Il est temps, quitte à citer le « dérèglement de tous les sens » de Rimbaud, de changer de paradigme, sur la fondation d’une nouvelle métaphysique : casser la blockchain pour en produire une nouvelle avec un autre principe de causalité, l’anhypothétique par exemple, sortir, par le haut, de la mécanique quantique (micro : de Spinoza au spin, attention à Leibnitz) et du modèle illusoirement unificateur (macro) - comme au temps des antiques ou des scholastiques -, pour une autre physique expliquant la majoritaire matière et énergie noires, actuellement bien mystérieuses, s’échapper du ridicule Big bang. Une piste, par le bas, plus empirique : relire Arno Schmidt, notamment Roses & poireau, à l’aune des sciences cognitives à la source de Projection privée. Le cinéma intérieur au cœur de la conscience de Lionel Naccache (O. Jacob, 2020). Comme Descartes, remettre le compteur à zéro.

 

*

 

Ne retenons que la réjouissante créativité de Lucbert et le beau titre, programmatique et stimulant à la Heiner Müller : Défaire voir.
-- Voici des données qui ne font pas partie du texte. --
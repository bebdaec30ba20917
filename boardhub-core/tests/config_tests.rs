//! Config filtering, load error-message, atomic-write and init integration tests.

use assert_fs::prelude::*;
use boardhub_core::{
    config,
    types::{BoardId, HubConfig},
    ConfigError,
};
use predicates::prelude::predicate;
use rstest::rstest;
use serde_json::json;
use std::fs;

fn config_from(value: serde_json::Value) -> HubConfig {
    serde_json::from_value(value).expect("config")
}

// ---------------------------------------------------------------------------
// 1. Entry filtering
// ---------------------------------------------------------------------------

#[rstest]
#[case::array(json!([1, 2, 3]))]
#[case::placeholder(json!("_"))]
#[case::string(json!("uno"))]
#[case::number(json!(42))]
#[case::boolean(json!(true))]
#[case::null(json!(null))]
fn non_object_entries_are_dropped(#[case] junk: serde_json::Value) {
    let cfg = config_from(json!({ "boards": { "a": { "type": "x" }, "junk": junk } }));
    let resolved = config::resolve_boards(&cfg).expect("resolve");
    let ids: Vec<&str> = resolved.entries.iter().map(|(id, _)| id.as_str()).collect();
    assert_eq!(ids, ["a"]);
}

#[test]
fn mixed_boards_yaml_yields_only_object_entries() {
    let yaml = r#"
boards:
  a:
    type: x
  junk: [1, 2, 3]
  b: "_"
  c:
    type: y
"#;
    let cfg: HubConfig = serde_yaml::from_str(yaml).expect("parse");
    let resolved = config::resolve_boards(&cfg).expect("resolve");
    let ids: Vec<&str> = resolved.entries.iter().map(|(id, _)| id.as_str()).collect();
    assert_eq!(ids, ["a", "c"]);
    for (id, definition) in &resolved.entries {
        assert_eq!(definition.id(), Some(id.as_str()), "definition must carry its id");
    }
}

#[rstest]
#[case(Some("cand"), json!({}), Some("cand"))]
#[case(Some("cand"), json!({"id": "own"}), Some("cand"))]
#[case(Some(""), json!({"id": "own"}), Some("own"))]
#[case(None, json!({"id": "own"}), Some("own"))]
#[case(None, json!({"id": ""}), None)]
#[case(None, json!({}), None)]
fn id_resolution_order(
    #[case] candidate: Option<&str>,
    #[case] definition: serde_json::Value,
    #[case] expected: Option<&str>,
) {
    let definition = serde_json::from_value(definition).expect("definition");
    assert_eq!(
        config::resolve_id(candidate, &definition),
        expected.map(BoardId::from)
    );
}

// ---------------------------------------------------------------------------
// 2. Load error messages
// ---------------------------------------------------------------------------

#[test]
fn load_missing_config_returns_not_found() {
    let home = assert_fs::TempDir::new().expect("tempdir");
    let err = config::load_at(home.path()).unwrap_err();
    assert!(matches!(err, ConfigError::ConfigNotFound { .. }), "got: {err}");
    assert!(err.to_string().contains("config not found"));
    assert!(err.to_string().contains("boards.yaml"));
}

#[test]
fn load_corrupt_yaml_returns_parse_error_with_path() {
    let home = assert_fs::TempDir::new().expect("tempdir");
    let file = home.child(".boardhub/boards.yaml");
    file.write_str(": : corrupt : yaml : !!!\n  - broken: [unclosed")
        .expect("write");

    let err = config::load_at(home.path()).unwrap_err();
    assert!(matches!(err, ConfigError::Parse { .. }), "got: {err}");
    assert!(err.to_string().contains("boards.yaml"));
}

#[test]
fn load_wrong_type_boards_returns_parse_error() {
    let home = assert_fs::TempDir::new().expect("tempdir");
    home.child(".boardhub/boards.yaml")
        .write_str("boards:\n  - this is a list, not a mapping\n")
        .expect("write");

    let err = config::load_at(home.path()).unwrap_err();
    assert!(matches!(err, ConfigError::Parse { .. }), "got: {err}");
}

// ---------------------------------------------------------------------------
// 3. Save + init
// ---------------------------------------------------------------------------

#[test]
fn save_cleans_up_tmp_file() {
    let home = assert_fs::TempDir::new().expect("tempdir");
    let path = config::save_at(home.path(), &HubConfig::default()).expect("save");
    assert!(path.exists());
    home.child(".boardhub/boards.yaml.tmp")
        .assert(predicate::path::missing());
}

#[test]
fn init_writes_sample_config_with_broker_socket() {
    let home = assert_fs::TempDir::new().expect("tempdir");
    let cfg = config::init_at(home.path()).expect("init");

    home.child(".boardhub/boards.yaml")
        .assert(predicate::path::exists());
    home.child(".boardhub/boards.yaml")
        .assert(predicate::str::contains("uno"));

    let socket = cfg
        .broker
        .and_then(|b| b.socket)
        .expect("sample config has broker socket");
    assert_eq!(socket, config::broker_socket_at(home.path()));
}

#[test]
fn init_is_idempotent() {
    let home = assert_fs::TempDir::new().expect("tempdir");
    config::init_at(home.path()).expect("first init");

    let path = config::config_path_at(home.path());
    fs::write(&path, "boards:\n  custom:\n    type: virtual\n").expect("edit");

    let cfg = config::init_at(home.path()).expect("second init");
    let boards = cfg.boards.expect("boards");
    assert!(boards.contains_key("custom"), "existing config must be kept");
    assert!(!boards.contains_key("uno"));
}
Auquel il serait possible de répondre : Défaire, voire ! Faire, comment ? Pas que figures et dispositifs - si cela a pu offrir quelques chefs-d’œuvre d’écrivains se regardant écrire comme Flaubert, Joyce, Faulkner, Woolf, Dos Passos, Borges, Nabokov et Duras, c’était également le défaut de beaucoup d’écrivains contemporains dans les années 90-2000, mais certains persistent encore, s’inspirant en retour, d’artistes contemporains se prenant malheureusement pour des auteurs -, même si c’est une piste intéressante mais à condition d’être non exclusive.